Gordon 1979	Antibiotic regimens were not limited to preoperative versus post‐cord clamp. Women continued to receive antibiotics postoperatively.
Gul 1999	Antibiotic regimens were not limited to preoperative versus post‐cord clamp. Women continued to receive antibiotics postoperatively.
Nokiani 2009	Antibiotic regimens were not limited to preoperative versus post‐cord clamp. Women continued to receive antibiotics postoperatively.

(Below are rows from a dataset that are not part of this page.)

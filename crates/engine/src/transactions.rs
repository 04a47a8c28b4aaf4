//! Transaction primitives.
//!
//! A `Transaction` moves money from an origin account to a destination
//! account. Only **completed** transactions affect cached balances; a pending
//! one is recorded but contributes nothing until it is completed.

use chrono::{DateTime, Utc};
use sea_orm::{ActiveValue, entity::prelude::*};
use serde::{Deserialize, Serialize};
use uuid::Uuid;

use crate::{Currency, EngineError, ResultEngine, util};

#[derive(Clone, Copy, Debug, PartialEq, Eq, Serialize, Deserialize)]
#[serde(rename_all = "snake_case")]
pub enum TransactionStatus {
    Pending,
    Completed,
}

impl TransactionStatus {
    pub fn as_str(self) -> &'static str {
        match self {
            Self::Pending => "pending",
            Self::Completed => "completed",
        }
    }
}

impl TryFrom<&str> for TransactionStatus {
    type Error = EngineError;

    fn try_from(value: &str) -> Result<Self, Self::Error> {
        match value {
            "pending" => Ok(Self::Pending),
            "completed" => Ok(Self::Completed),
            other => Err(EngineError::InvalidAmount(format!(
                "invalid transaction status: {other}"
            ))),
        }
    }
}

#[derive(Clone, Debug, PartialEq, Eq, Serialize, Deserialize)]
pub struct Transaction {
    pub id: Uuid,
    pub origin_account_id: Uuid,
    pub destination_account_id: Uuid,
    pub amount_minor: i64,
    pub currency: Currency,
    pub status: TransactionStatus,
    pub occurred_at: DateTime<Utc>,
    /// Opaque reference to attached evidence (voucher file/URL).
    pub voucher: Option<String>,
    pub note: Option<String>,
    pub created_by: Option<String>,
}

impl Transaction {
    pub fn new(
        origin_account_id: Uuid,
        destination_account_id: Uuid,
        amount_minor: i64,
        currency: Currency,
        status: TransactionStatus,
        occurred_at: DateTime<Utc>,
        voucher: Option<String>,
        note: Option<String>,
        created_by: Option<String>,
    ) -> ResultEngine<Self> {
        if amount_minor <= 0 {
            return Err(EngineError::InvalidAmount(
                "amount_minor must be > 0".to_string(),
            ));
        }
        if origin_account_id == destination_account_id {
            return Err(EngineError::InvalidAccount(
                "origin and destination must differ".to_string(),
            ));
        }
        Ok(Self {
            id: Uuid::new_v4(),
            origin_account_id,
            destination_account_id,
            amount_minor,
            currency,
            status,
            occurred_at,
            voucher,
            note,
            created_by,
        })
    }

    /// Whether this transaction contributes to balances.
    #[must_use]
    pub fn affects_balances(&self) -> bool {
        self.status == TransactionStatus::Completed
    }
}

#[derive(Clone, Debug, PartialEq, DeriveEntityModel)]
#[sea_orm(table_name = "transactions")]
pub struct Model {
    #[sea_orm(primary_key, auto_increment = false)]
    pub id: String,
    pub origin_account_id: String,
    pub destination_account_id: String,
    pub amount_minor: i64,
    pub currency: String,
    pub status: String,
    pub occurred_at: DateTimeUtc,
    pub voucher: Option<String>,
    pub note: Option<String>,
    pub created_by: Option<String>,
}

#[derive(Copy, Clone, Debug, EnumIter, DeriveRelation)]
pub enum Relation {
    #[sea_orm(
        belongs_to = "super::accounts::Entity",
        from = "Column::OriginAccountId",
        to = "super::accounts::Column::Id",
        on_update = "NoAction",
        on_delete = "NoAction"
    )]
    OriginAccount,
    #[sea_orm(
        belongs_to = "super::accounts::Entity",
        from = "Column::DestinationAccountId",
        to = "super::accounts::Column::Id",
        on_update = "NoAction",
        on_delete = "NoAction"
    )]
    DestinationAccount,
}

impl ActiveModelBehavior for ActiveModel {}

impl From<&Transaction> for ActiveModel {
    fn from(tx: &Transaction) -> Self {
        Self {
            id: ActiveValue::Set(tx.id.to_string()),
            origin_account_id: ActiveValue::Set(tx.origin_account_id.to_string()),
            destination_account_id: ActiveValue::Set(tx.destination_account_id.to_string()),
            amount_minor: ActiveValue::Set(tx.amount_minor),
            currency: ActiveValue::Set(tx.currency.code().to_string()),
            status: ActiveValue::Set(tx.status.as_str().to_string()),
            occurred_at: ActiveValue::Set(tx.occurred_at),
            voucher: ActiveValue::Set(tx.voucher.clone()),
            note: ActiveValue::Set(tx.note.clone()),
            created_by: ActiveValue::Set(tx.created_by.clone()),
        }
    }
}

impl TryFrom<Model> for Transaction {
    type Error = EngineError;

    fn try_from(model: Model) -> ResultEngine<Self> {
        Ok(Self {
            id: util::parse_uuid(&model.id, "transaction")?,
            origin_account_id: util::parse_uuid(&model.origin_account_id, "origin account")?,
            destination_account_id: util::parse_uuid(
                &model.destination_account_id,
                "destination account",
            )?,
            amount_minor: model.amount_minor,
            currency: Currency::try_from(model.currency.as_str()).unwrap_or_default(),
            status: TransactionStatus::try_from(model.status.as_str())?,
            occurred_at: model.occurred_at,
            voucher: model.voucher,
            note: model.note,
            created_by: model.created_by,
        })
    }
}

Rodriguez 1990	There is insufficient information provided in the abstract. There was no information on randomization (sequence generation and allocation concealment were not described). There was no blinding. The group sizes were very different 55 versus 84. It was not clear whether this was due to chance. There was no information on attrition. There were no usable data (most results were not reported according to randomization group but according to risk), the results that were reported by randomization group did not present the data (P values only)).
Seton 1996	There is insufficient information provided in the abstract. This was described as a small pilot study. There was no information on sequence generation or allocation concealment although it was described as a double blind‐trial. It was not clear whether the placebo was identical. There was no information on attrition or missing data (it was not stated how many were randomized to each group although percentages in the results suggest 20 women were randomized to each arm). There were no SDs reported for continuous data. The intervention was not clear. The women were randomized to receive antibiotics before or after cord clamping; but the interval was not described (it was not clear whether the antibiotic was administered immediately before cord clamping, after skin incision or immediately after or a long period after).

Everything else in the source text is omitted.